Installing CiteSeerX

Krispy2009 edited this page Nov 19, 2012 · 1 revision
  1. Install the SQL databases

    An installer is provided to help you install the databases on a MySQL server. Although CiteSeerX will work with any SQL database server, MySQL is the only one that is supported currently. Assuming this is OK with you, you will first need to install MySQL on a host that is accessible over the network (or on localhost).

    Once MySQL is installed, go to the install/ directory and execute

    perl installdb.pl

    Please note that you must have the mysql client command on your path for this script to work properly.

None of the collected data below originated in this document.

//! SparseBitSet codec (spec §4.1).
//!
//! Represents a set of non-negative integers as a byte-packed complete 8-ary tree, laid out
//! breadth-first, layer by layer. Each byte is one node: a bit set in an internal node marks a
//! child with at least one member beneath it, a bit set in a leaf node marks membership of the
//! corresponding value directly.
//!
//! This is a direct, fixed-branch-factor-8 port of the original `patch_subset::SparseBitSet`
//! (`sparse_bit_set.cc`) — not the newer variable-branch-factor IFT `sparse-bit-set-decoding`
//! format (see `int-set`'s `sparse_bit_set.rs` for that variant), which adds a header byte and
//! branch factors of 2/4/32 that this protocol does not use.

use crate::codepoint_set::CodepointSet;
use crate::error::{PatchSubsetError, Result};

const BITS_PER_BYTE: u32 = 8;

/// Encodes `set` as a sparse bit set. Returns an empty byte vector for the empty set.
pub fn encode(set: &CodepointSet) -> Vec<u8> {
    let Some(max_value) = set.last() else {
        return Vec::new();
    };

    let depth = tree_depth_for(max_value);
    let mut bytes: Vec<u8> = Vec::new();
    let mut byte_bases: Vec<u64> = vec![0];
    let mut byte_index = 0usize;
    for layer in 0..depth {
        byte_index = encode_layer(set, layer, depth, byte_index, &mut byte_bases, &mut bytes);
    }
    bytes
}

/// Decodes a sparse bit set, appending decoded members to `out` (existing members are kept).
pub fn decode(bytes: &[u8], out: &mut CodepointSet) -> Result<()> {
    if bytes.is_empty() {
        return Ok(());
    }

    let mut layer_indices: Vec<u64> = vec![0];
    let mut byte_index = 0usize;
    while byte_index < bytes.len() {
        let end_index = layer_indices.len() - 1;
        if end_index >= bytes.len() {
            return Err(PatchSubsetError::invalid_argument(
                "sparse bit set stream ended mid-layer",
            ));
        }
        byte_index = decode_layer(bytes, byte_index, end_index, &mut layer_indices, out)?;
    }
    Ok(())
}

fn decode_layer(
    bytes: &[u8],
    start_index: usize,
    end_index: usize,
    layer_indices: &mut Vec<u64>,
    out: &mut CodepointSet,
) -> Result<usize> {
    let has_more_layers = layer_indices.len() < bytes.len();
    let mut i = start_index;
    while i <= end_index && i < bytes.len() {
        let byte = bytes[i];
        for bit_index in 0..BITS_PER_BYTE {
            if byte & (1 << bit_index) == 0 {
                continue;
            }

            let index = layer_indices[i] * BITS_PER_BYTE as u64 + bit_index as u64;
            if has_more_layers {
                layer_indices.push(index);
                continue;
            }

            let index = u32::try_from(index).map_err(|_| {
                PatchSubsetError::invalid_argument("sparse bit set value exceeds u32 range")
            })?;
            out.insert(index);
        }
        i += 1;
    }
    Ok(i)
}

fn tree_depth_for(max_value: u32) -> u32 {
    let mut depth = 1u32;
    let mut value: u64 = BITS_PER_BYTE as u64;
    while value - 1 < max_value as u64 {
        depth += 1;
        value *= BITS_PER_BYTE as u64;
    }
    depth
}

fn max_value_for_tree_of_depth(depth: u32) -> u64 {
    let mut value: u64 = 1;
    for _ in 0..depth {
        value *= BITS_PER_BYTE as u64;
    }
    value
}

fn values_per_bit_for_layer(layer: u32, depth: u32) -> u64 {
    let mut tree_size = max_value_for_tree_of_depth(depth);
    for _ in 0..layer {
        tree_size /= BITS_PER_BYTE as u64;
    }
    tree_size / BITS_PER_BYTE as u64
}

fn next_index(cp: u64, byte_index: usize, byte_bases: &[u64], values_per_byte: u64) -> usize {
    if cp >= byte_bases[byte_index] + values_per_byte {
        byte_index + 1
    } else {
        byte_index
    }
}

fn expand_if_needed(byte_index: usize, bytes: &mut Vec<u8>) {
    if byte_index >= bytes.len() {
        bytes.push(0);
    }
}

fn encode_layer(
    set: &CodepointSet,
    layer: u32,
    depth: u32,
    mut byte_index: usize,
    byte_bases: &mut Vec<u64>,
    bytes: &mut Vec<u8>,
) -> usize {
    let values_per_bit = values_per_bit_for_layer(layer, depth);
    let values_per_byte = values_per_bit * BITS_PER_BYTE as u64;

    for cp in set.iter() {
        let cp = cp as u64;
        byte_index = next_index(cp, byte_index, byte_bases, values_per_byte);
        expand_if_needed(byte_index, bytes);

        let bit_index = ((cp - byte_bases[byte_index]) / values_per_bit) as u32;
        let mask = 1u8 << bit_index;
        if bytes[byte_index] & mask != 0 {
            continue;
        }
        bytes[byte_index] |= mask;
        if values_per_bit > 1 {
            byte_bases.push((cp / values_per_bit) * values_per_bit);
        }
    }

    byte_index + 1
}

#[cfg(test)]
mod tests {
    use super::*;

    fn set(values: &[u32]) -> CodepointSet {
        values.iter().copied().collect()
    }

    #[test]
    fn empty_set_round_trips() {
        assert_eq!(encode(&CodepointSet::empty()), Vec::<u8>::new());

        let mut out = CodepointSet::empty();
        decode(&[], &mut out).unwrap();
        assert!(out.is_empty());
    }

    #[test]
    fn doc_example_two_and_sixty_three() {
        // From the docstring of the original SparseBitSet: encoding {2, 63} needs a depth-2
        // tree of 3 bytes.
        let bytes = encode(&set(&[2, 63]));
        assert_eq!(bytes, vec![0b10000001, 0b00000100, 0b10000000]);

        let mut out = CodepointSet::empty();
        decode(&bytes, &mut out).unwrap();
        assert_eq!(out, set(&[2, 63]));
    }

    #[test]
    fn single_byte_set() {
        let bytes = encode(&set(&[0, 7]));
        assert_eq!(bytes, vec![0b10000001]);
    }

    #[test]
    fn round_trip_arbitrary() {
        for values in [
            vec![],
            vec![0u32],
            vec![7],
            vec![8],
            vec![0, 7, 8, 63, 64, 511],
            vec![11, 74, 9358],
            vec![1, u32::MAX],
        ] {
            let s = set(&values);
            let bytes = encode(&s);
            let mut out = CodepointSet::empty();
            decode(&bytes, &mut out).unwrap();
            assert_eq!(out, s, "round trip failed for {values:?}");
        }
    }

    #[test]
    fn decode_appends_to_existing_set() {
        let mut out = set(&[1, 2]);
        let bytes = encode(&set(&[9]));
        decode(&bytes, &mut out).unwrap();
        assert_eq!(out, set(&[1, 2, 9]));
    }

    #[test]
    fn power_of_eight_boundary() {
        // max value exactly 7 needs depth 1 (one byte); 8 needs depth 2.
        assert_eq!(tree_depth_for(7), 1);
        assert_eq!(tree_depth_for(8), 2);
        assert_eq!(encode(&set(&[7])).len(), 1);
        assert!(encode(&set(&[8])).len() > 1);
    }

    #[test]
    fn invalid_truncated_stream() {
        let bytes = encode(&set(&[2, 63]));
        let truncated = &bytes[..bytes.len() - 1];
        let mut out = CodepointSet::empty();
        assert!(decode(truncated, &mut out).is_err());
    }
}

    You will be prompted to enter the necessary information for creating the CiteSeerX databases. At the first step, you will be asked to choose which databases you would like to install. Please note that these databases may be installed on separate hosts, with the exception that the csx and citegraph databases MUST be installed on the same machine for proper operations.

    If you choose to install the DOI database, please see the INSTALL_DOI.TXT file for an explanation of the extra information that is required.

    Once you have entered all the information, the script will automatically create your databases.

  2. Configure Solr

    Copy the files in resources/solr/ to your Solr conf/ directory in order to enable the index structure expected by CiteSeerX.

    To enable people search, searching MyCiteSeerX users, copy the in resources/solrPeople to your Solr People conf/ folder in order to enable the index structure expected by this module.

    NOTE: It is perfectly reasonable for development purposes to install Solr in the same application container as the CiteSeerX webapp, but for public deployments it is highly preferable to maintain Solr in a separate application container in order to restrict access to the Solr service to trusted hosts only. This can be acheived by firewall configuration or iptables if using Linux. External clients will not require direct access to the Solr application - all Solr requests will be handled via internal calls from the CiteSeerX web application.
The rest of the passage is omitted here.